Preparation of β-MnO2nanocrystal/acetylene black composites for lithium batteries

Abstract

Composites consisting of β-MnO₂ nanocrystals and acetylene black were synthesized by thermal decomposition of Mn(NO₃)₂ with acetylene black. The effects of heating temperature and specific surface area (S_BET) of the starting acetylene black on the formation and properties of the composite were investigated. The decomposition of Mn(NO₃)₂ mixed with acetylene black progressed at a lower temperature than that of Mn(NO₃)₂ alone. The formation and the size of β-MnO₂ nanocrystals depended strongly on the heating temperature (T) and S_BET of the starting acetylene black.

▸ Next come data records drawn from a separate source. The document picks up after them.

//! Predicted output size, computed without touching ffmpeg.
//!
//! The model is a heuristic fit to typical LZW compression behavior,
//! not a guarantee: frames × pixels × palette depth, divided by a
//! per-dither compression ratio, plus 5% structural overhead. It is
//! cheap enough to re-run on every parameter change, which is how the
//! UI-facing live estimate is meant to consume it.

use crate::models::{DitherMode, GifExportProfile, MediaInfo};

const OVERHEAD_FACTOR: f64 = 0.05;
const BYTES_PER_MB: f64 = 1024.0 * 1024.0;

/// Palette-indexed bits per pixel for a color count.
///
/// Values outside the supported set fall back to 8.
fn bits_per_pixel(colors: u16) -> u32 {
    match colors {
        32 => 5,
        64 => 6,
        128 => 7,
        256 => 8,
        _ => 8,
    }
}

/// Estimate the output size in MB for explicit parameters.
pub fn estimate_gif_size(
    duration_secs: f64,
    width: u32,
    height: u32,
    fps: f64,
    colors: u16,
    dither: DitherMode,
) -> f64 {
    let total_frames = duration_secs * fps;
    let raw_bytes = total_frames
        * f64::from(width)
        * f64::from(height)
        * (f64::from(bits_per_pixel(colors)) / 8.0);

    let compressed = raw_bytes / dither.compression_ratio();
    let with_overhead = compressed * (1.0 + OVERHEAD_FACTOR);

    with_overhead / BYTES_PER_MB
}

/// Estimate the output size for a profile applied to a probed source.
///
/// Resolves the output dimensions (target width with aspect-preserved
/// height), divides the duration by the playback speed, and doubles it
/// when boomerang composition is on.
pub fn estimate_profile_size(
    source: &MediaInfo,
    total_duration_secs: f64,
    profile: &GifExportProfile,
) -> f64 {
    let (width, height) = output_dimensions(source, profile);

    let mut duration = total_duration_secs;
    if profile.speed_multiplier > 0.0 {
        duration /= profile.speed_multiplier;
    }
    if profile.boomerang {
        duration *= 2.0;
    }

    estimate_gif_size(
        duration,
        width,
        height,
        f64::from(profile.fps),
        profile.colors,
        profile.dither,
    )
}

/// Output dimensions after applying the profile's target width.
pub fn output_dimensions(source: &MediaInfo, profile: &GifExportProfile) -> (u32, u32) {
    match profile.width {
        Some(width) if source.width > 0 => {
            let height = (f64::from(width) * f64::from(source.height) / f64::from(source.width))
                .round() as u32;
            (width, height)
        }
        Some(width) => (width, source.height),
        None => (source.width, source.height),
    }
}

/// Format an MB figure for display.
pub fn format_size_mb(size_mb: f64) -> String {
    if size_mb < 0.01 {
        format!("{:.1} KB", size_mb * 1024.0)
    } else if size_mb < 1.0 {
        format!("{:.0} KB", size_mb * 1024.0)
    } else {
        format!("{:.2} MB", size_mb)
    }
}

#[cfg(test)]
mod tests {
    use super::*;

    fn source_720p() -> MediaInfo {
        MediaInfo {
            width: 1280,
            height: 720,
            fps_num: 30,
            fps_den: 1,
            duration: 5.0,
            codec: "h264".to_string(),
            pix_fmt: "yuv420p".to_string(),
            bitrate: None,
        }
    }

    #[test]
    fn known_value() {
        // 50 frames * 640*360 px * 7/8 bytes = 10_080_000 raw bytes;
        // / 3.5 = 2_880_000; * 1.05 = 3_024_000 bytes.
        let mb = estimate_gif_size(5.0, 640, 360, 10.0, 128, DitherMode::None);
        assert!((mb - 3_024_000.0 / (1024.0 * 1024.0)).abs() < 1e-9);
    }

    #[test]
    fn monotonic_in_each_parameter() {
        let base = estimate_gif_size(5.0, 640, 360, 10.0, 128, DitherMode::Bayer);
        assert!(estimate_gif_size(6.0, 640, 360, 10.0, 128, DitherMode::Bayer) > base);
        assert!(estimate_gif_size(5.0, 800, 360, 10.0, 128, DitherMode::Bayer) > base);
        assert!(estimate_gif_size(5.0, 640, 480, 10.0, 128, DitherMode::Bayer) > base);
        assert!(estimate_gif_size(5.0, 640, 360, 15.0, 128, DitherMode::Bayer) > base);
        assert!(estimate_gif_size(5.0, 640, 360, 10.0, 256, DitherMode::Bayer) > base);
    }

    #[test]
    fn palette_steps_are_ordered() {
        let sizes: Vec<f64> = [32, 64, 128, 256]
            .iter()
            .map(|&c| estimate_gif_size(5.0, 640, 360, 10.0, c, DitherMode::Sierra2_4a))
            .collect();
        assert!(sizes.windows(2).all(|w| w[0] < w[1]));
        // Unsupported counts fall back to the 256-color depth.
        assert_eq!(
            estimate_gif_size(5.0, 640, 360, 10.0, 100, DitherMode::Sierra2_4a),
            sizes[3]
        );
    }

    #[test]
    fn richer_settings_never_shrink_prediction() {
        // With the fixed ratio table, 128 colors at dither=none and 256
        // colors at floyd_steinberg land on the same prediction; the
        // richer settings must never come out *smaller*.
        let lean = estimate_gif_size(5.0, 640, 360, 10.0, 128, DitherMode::None);
        let rich = estimate_gif_size(5.0, 640, 360, 10.0, 256, DitherMode::FloydSteinberg);
        assert!(lean <= rich);
    }

    #[test]
    fn boomerang_doubles_prediction() {
        let profile = GifExportProfile {
            width: Some(640),
            fps: 10,
            ..GifExportProfile::default()
        };
        let plain = estimate_profile_size(&source_720p(), 5.0, &profile);
        let boom = estimate_profile_size(
            &source_720p(),
            5.0,
            &GifExportProfile {
                boomerang: true,
                ..profile
            },
        );
        assert!((boom - plain * 2.0).abs() < 1e-9);
    }

    #[test]
    fn speed_divides_duration() {
        let profile = GifExportProfile {
            width: Some(640),
            speed_multiplier: 2.0,
            ..GifExportProfile::default()
        };
        let fast = estimate_profile_size(&source_720p(), 5.0, &profile);
        let normal = estimate_profile_size(
            &source_720p(),
            5.0,
            &GifExportProfile {
                speed_multiplier: 1.0,
                ..profile
            },
        );
        assert!((fast - normal / 2.0).abs() < 1e-9);
    }

    #[test]
    fn dimensions_preserve_aspect_ratio() {
        let profile = GifExportProfile {
            width: Some(640),
            ..GifExportProfile::default()
        };
        assert_eq!(output_dimensions(&source_720p(), &profile), (640, 360));

        let native = GifExportProfile {
            width: None,
            ..GifExportProfile::default()
        };
        assert_eq!(output_dimensions(&source_720p(), &native), (1280, 720));
    }

    #[test]
    fn size_formatting_picks_unit() {
        assert_eq!(format_size_mb(0.005), "5.1 KB");
        assert_eq!(format_size_mb(0.5), "512 KB");
        assert_eq!(format_size_mb(2.345), "2.35 MB");
    }
}
//! The GIF export pipeline.
//!
//! One task flows through three strictly sequential stages, each
//! invoking the external transcoding tool:
//!
//! ```text
//! GifExportTask
//!     ├── Stage: ExtractingSegments   (one invocation per segment)
//!     ├── Stage: GeneratingPalette    (one invocation)
//!     └── Stage: ComposingOutput      (one invocation)
//!                  │
//!                  ▼
//!             ExportReport
//! ```
//!
//! Progress and log events are delivered in emission order to a single
//! consumer; cancellation is a shared one-way token polled at stage
//! boundaries and around every diagnostic line.
//!
//! # Example
//!
//! ```ignore
//! use gifforge_core::pipeline::{GifExporter, GifExportTask};
//!
//! let task = GifExportTask::new(ffmpeg, segments, lookup, profile, out, mode);
//! let exporter = GifExporter::new(task, logger)
//!     .with_progress(Box::new(|pct, msg| println!("[{pct:3}%] {msg}")));
//! let cancel = exporter.cancel_token();
//! let report = exporter.run();
//! ```

mod batch;
mod errors;
mod exporter;
mod progress;
mod runner;
mod types;

pub use batch::BatchProcessor;
pub use errors::{ExportError, StageResult};
pub use exporter::GifExporter;
pub use progress::{stage_progress, ExportStage};
pub use runner::{run_tool, RunOutcome};
pub use types::{
    CancelToken, ExportReport, ExportStatus, GifExportTask, ProgressCallback,
};
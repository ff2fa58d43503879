//! Config manager for loading and saving settings.
//!
//! Writes are atomic: the file is serialized to a sibling temp path and
//! renamed over the target, so a crash mid-save never leaves a torn
//! config behind.

use std::fs;
use std::io::{self, Write};
use std::path::{Path, PathBuf};

use thiserror::Error;

use super::settings::Settings;

/// Errors that can occur during config operations.
#[derive(Error, Debug)]
pub enum ConfigError {
    #[error("failed to read config file: {0}")]
    Read(#[from] io::Error),

    #[error("failed to parse config: {0}")]
    Parse(#[from] toml::de::Error),

    #[error("failed to serialize config: {0}")]
    Serialize(#[from] toml::ser::Error),

    #[error("config file not found: {0}")]
    NotFound(PathBuf),
}

/// Result type for config operations.
pub type ConfigResult<T> = Result<T, ConfigError>;

/// Manages the application configuration file.
pub struct ConfigManager {
    config_path: PathBuf,
    settings: Settings,
}

impl ConfigManager {
    /// Create a manager for the given config path.
    ///
    /// Does not touch the filesystem; call [`Self::load`] or
    /// [`Self::load_or_create`] after.
    pub fn new(config_path: impl Into<PathBuf>) -> Self {
        Self {
            config_path: config_path.into(),
            settings: Settings::default(),
        }
    }

    /// Get the config file path.
    pub fn path(&self) -> &Path {
        &self.config_path
    }

    /// Get the current settings.
    pub fn settings(&self) -> &Settings {
        &self.settings
    }

    /// Get mutable settings. Changes live in memory until [`Self::save`].
    pub fn settings_mut(&mut self) -> &mut Settings {
        &mut self.settings
    }

    /// Load the config from file, failing if it does not exist.
    pub fn load(&mut self) -> ConfigResult<()> {
        if !self.config_path.exists() {
            return Err(ConfigError::NotFound(self.config_path.clone()));
        }
        let content = fs::read_to_string(&self.config_path)?;
        self.settings = toml::from_str(&content)?;
        Ok(())
    }

    /// Load the config, writing a default file if none exists yet.
    pub fn load_or_create(&mut self) -> ConfigResult<()> {
        if self.config_path.exists() {
            self.load()
        } else {
            if let Some(parent) = self.config_path.parent() {
                if !parent.as_os_str().is_empty() {
                    fs::create_dir_all(parent)?;
                }
            }
            self.settings = Settings::default();
            self.save()
        }
    }

    /// Save the current settings atomically.
    pub fn save(&self) -> ConfigResult<()> {
        let content = toml::to_string_pretty(&self.settings)?;
        let tmp_path = self.config_path.with_extension("toml.tmp");
        {
            let mut file = fs::File::create(&tmp_path)?;
            file.write_all(content.as_bytes())?;
            file.sync_all()?;
        }
        fs::rename(&tmp_path, &self.config_path)?;
        Ok(())
    }

    /// Create the output, temp, and log directories if missing.
    pub fn ensure_dirs_exist(&self) -> ConfigResult<()> {
        for dir in [
            &self.settings.paths.output_folder,
            &self.settings.paths.temp_root,
            &self.settings.paths.logs_folder,
        ] {
            let path = PathBuf::from(dir);
            if !path.exists() {
                fs::create_dir_all(&path)?;
            }
        }
        Ok(())
    }

    /// Configured logs folder.
    pub fn logs_folder(&self) -> PathBuf {
        PathBuf::from(&self.settings.paths.logs_folder)
    }

    /// Configured temp root for task working directories.
    pub fn temp_root(&self) -> PathBuf {
        PathBuf::from(&self.settings.paths.temp_root)
    }

    /// Configured output folder.
    pub fn output_folder(&self) -> PathBuf {
        PathBuf::from(&self.settings.paths.output_folder)
    }
}
//! Stage-weighted progress model.
//!
//! Each stage owns a fixed sub-range of [0, 100]; within extraction,
//! progress is linear in segments completed. The mapping is a pure
//! function so exact percentages can be asserted at known checkpoints.

/// The sequential stages of one export task.
#[derive(Debug, Clone, Copy, PartialEq, Eq)]
pub enum ExportStage {
    /// Task startup: working directory created, nothing invoked yet.
    Preparing,
    /// Per-segment trimming and filtering, 5-25%.
    ExtractingSegments,
    /// Palette generation milestone, 30%.
    GeneratingPalette,
    /// Final composition milestone, 60%.
    ComposingOutput,
    /// Destination verified, 100%.
    Finished,
}

impl ExportStage {
    /// Human-readable stage label.
    pub fn label(&self) -> &'static str {
        match self {
            Self::Preparing => "Preparing video segments",
            Self::ExtractingSegments => "Extracting segments",
            Self::GeneratingPalette => "Generating color palette",
            Self::ComposingOutput => "Creating GIF",
            Self::Finished => "Done",
        }
    }
}

/// Overall percentage for a stage and its internal completion count.
///
/// `completed`/`total` only matter during extraction; the other stages
/// report fixed milestones.
pub fn stage_progress(stage: ExportStage, completed: usize, total: usize) -> u32 {
    match stage {
        ExportStage::Preparing => 5,
        ExportStage::ExtractingSegments => {
            let fraction = completed as f64 / total.max(1) as f64;
            5 + (fraction * 20.0) as u32
        }
        ExportStage::GeneratingPalette => 30,
        ExportStage::ComposingOutput => 60,
        ExportStage::Finished => 100,
    }
}

#[cfg(test)]
mod tests {
    use super::*;

    #[test]
    fn extraction_is_linear_in_segments() {
        assert_eq!(stage_progress(ExportStage::ExtractingSegments, 0, 4), 5);
        assert_eq!(stage_progress(ExportStage::ExtractingSegments, 1, 4), 10);
        assert_eq!(stage_progress(ExportStage::ExtractingSegments, 2, 4), 15);
        assert_eq!(stage_progress(ExportStage::ExtractingSegments, 3, 4), 20);
        assert_eq!(stage_progress(ExportStage::ExtractingSegments, 4, 4), 25);
    }

    #[test]
    fn extraction_tolerates_zero_total() {
        assert_eq!(stage_progress(ExportStage::ExtractingSegments, 0, 0), 5);
    }

    #[test]
    fn fixed_milestones() {
        assert_eq!(stage_progress(ExportStage::Preparing, 0, 0), 5);
        assert_eq!(stage_progress(ExportStage::GeneratingPalette, 0, 0), 30);
        assert_eq!(stage_progress(ExportStage::ComposingOutput, 0, 0), 60);
        assert_eq!(stage_progress(ExportStage::Finished, 0, 0), 100);
    }

    #[test]
    fn labels_are_stable() {
        assert_eq!(ExportStage::GeneratingPalette.label(), "Generating color palette");
        assert_eq!(ExportStage::ComposingOutput.label(), "Creating GIF");
        assert_eq!(ExportStage::Finished.label(), "Done");
    }

    #[test]
    fn stage_sequence_is_monotonic() {
        let sequence = [
            stage_progress(ExportStage::Preparing, 0, 0),
            stage_progress(ExportStage::ExtractingSegments, 0, 3),
            stage_progress(ExportStage::ExtractingSegments, 3, 3),
            stage_progress(ExportStage::GeneratingPalette, 0, 0),
            stage_progress(ExportStage::ComposingOutput, 0, 0),
            stage_progress(ExportStage::Finished, 0, 0),
        ];
        assert!(sequence.windows(2).all(|w| w[0] <= w[1]));
    }
}
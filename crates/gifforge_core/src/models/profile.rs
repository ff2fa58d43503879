//! Export profile (quality/size/playback parameters) and built-in presets.

use serde::{Deserialize, Serialize};

use super::enums::{DitherMode, ExportMode, ScaleAlgorithm};
use super::overlay::TextOverlay;

/// Complete set of parameters for one GIF export.
///
/// Immutable once a task has been constructed from it.
#[derive(Debug, Clone, PartialEq, Serialize, Deserialize)]
pub struct GifExportProfile {
    /// Name of the preset this profile was derived from.
    pub preset_name: String,
    pub export_mode: ExportMode,

    /// Target maximum size in MB. Informational only; the engine does
    /// not enforce it.
    #[serde(skip_serializing_if = "Option::is_none")]
    pub target_max_size_mb: Option<f64>,
    /// Target output width in pixels; `None` keeps the source width.
    #[serde(skip_serializing_if = "Option::is_none")]
    pub width: Option<u32>,
    /// Output frame rate.
    pub fps: u32,
    /// Palette size: 32, 64, 128, or 256 colors.
    pub colors: u16,

    pub dither: DitherMode,
    /// Quality 1-100 for lossy GIF compression, where supported.
    pub quality: u8,

    /// 0 = loop forever, negative = play once, positive = repeat N times.
    pub loop_count: i32,
    /// Playback speed, 0.25x to 4x.
    pub speed_multiplier: f64,
    pub reverse: bool,
    /// Play forward then backward.
    pub boomerang: bool,

    /// Refine the palette with diff-based frame statistics.
    pub optimize_palette: bool,
    pub optimize_size: bool,

    #[serde(skip_serializing_if = "Option::is_none")]
    pub text_overlay: Option<TextOverlay>,

    pub scale_filter: ScaleAlgorithm,
    /// Lossy compression strength (0-200, lower is better quality).
    #[serde(skip_serializing_if = "Option::is_none")]
    pub lossy_compression: Option<u32>,
}

impl Default for GifExportProfile {
    fn default() -> Self {
        Self {
            preset_name: "Medium".to_string(),
            export_mode: ExportMode::SingleSegment,
            target_max_size_mb: None,
            width: None,
            fps: 15,
            colors: 256,
            dither: DitherMode::Sierra2_4a,
            quality: 85,
            loop_count: 0,
            speed_multiplier: 1.0,
            reverse: false,
            boomerang: false,
            optimize_palette: true,
            optimize_size: true,
            text_overlay: None,
            scale_filter: ScaleAlgorithm::Lanczos,
            lossy_compression: None,
        }
    }
}

impl GifExportProfile {
    /// Profile named after a built-in preset, or the default profile if
    /// the name is unknown.
    pub fn preset(name: &str) -> Self {
        builtin_presets()
            .into_iter()
            .find(|p| p.preset_name == name)
            .unwrap_or_default()
    }
}

/// The built-in presets, from smallest output to highest quality.
pub fn builtin_presets() -> Vec<GifExportProfile> {
    vec![
        GifExportProfile {
            preset_name: "Tiny (<1MB)".to_string(),
            target_max_size_mb: Some(1.0),
            width: Some(640),
            fps: 10,
            colors: 128,
            lossy_compression: Some(80),
            ..GifExportProfile::default()
        },
        GifExportProfile {
            preset_name: "Small (<2MB)".to_string(),
            target_max_size_mb: Some(2.0),
            width: Some(854),
            fps: 12,
            colors: 256,
            lossy_compression: Some(40),
            ..GifExportProfile::default()
        },
        GifExportProfile {
            preset_name: "Medium (<5MB)".to_string(),
            target_max_size_mb: Some(5.0),
            width: Some(1280),
            fps: 15,
            colors: 256,
            ..GifExportProfile::default()
        },
        GifExportProfile {
            preset_name: "Large (<10MB)".to_string(),
            target_max_size_mb: Some(10.0),
            width: Some(1920),
            fps: 20,
            colors: 256,
            dither: DitherMode::FloydSteinberg,
            ..GifExportProfile::default()
        },
        GifExportProfile {
            preset_name: "High Quality".to_string(),
            width: None,
            fps: 24,
            colors: 256,
            dither: DitherMode::FloydSteinberg,
            ..GifExportProfile::default()
        },
        GifExportProfile {
            preset_name: "Custom".to_string(),
            ..GifExportProfile::default()
        },
    ]
}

The β-MnO₂/acetylene black composite could be produced for acetylene black of S_BET = 60 m² g⁻¹ at 160 °C ≤ T ≤ 320 °C and S_BET = 133 m² g⁻¹ at 160 °C ≤ T ≤ 300 °C. However, the composite could not be obtained for acetylene black with larger specific surface area (S_BET = 300 m² g⁻¹). The size of β-MnO₂ nanocrystals decreases and their dispersion in the composites increases with an increase in the S_BET or the heating temperature. The lithium insertion behavior and voltage feature in the first discharge process depend strongly on the size of the β-MnO₂ nanocrystals as well as their dispersion. The electrochemical lithium insertion progressed topotactically for well-dispersed β-MnO₂ nanocrystals, retaining the framework of their rutile structure to permit a large amount of lithium insertion (Li/Mn = 1.15 in the solid). The charge/discharge curves showed a flat voltage plateau around 2.8 V and a stable cycling feature up to the 20th cycle. It is likely that the easy lattice expansion of β-MnO₂ nanocrystals along the a crystal axis plays an important role in the topotactic lithium insertion/extraction reactions.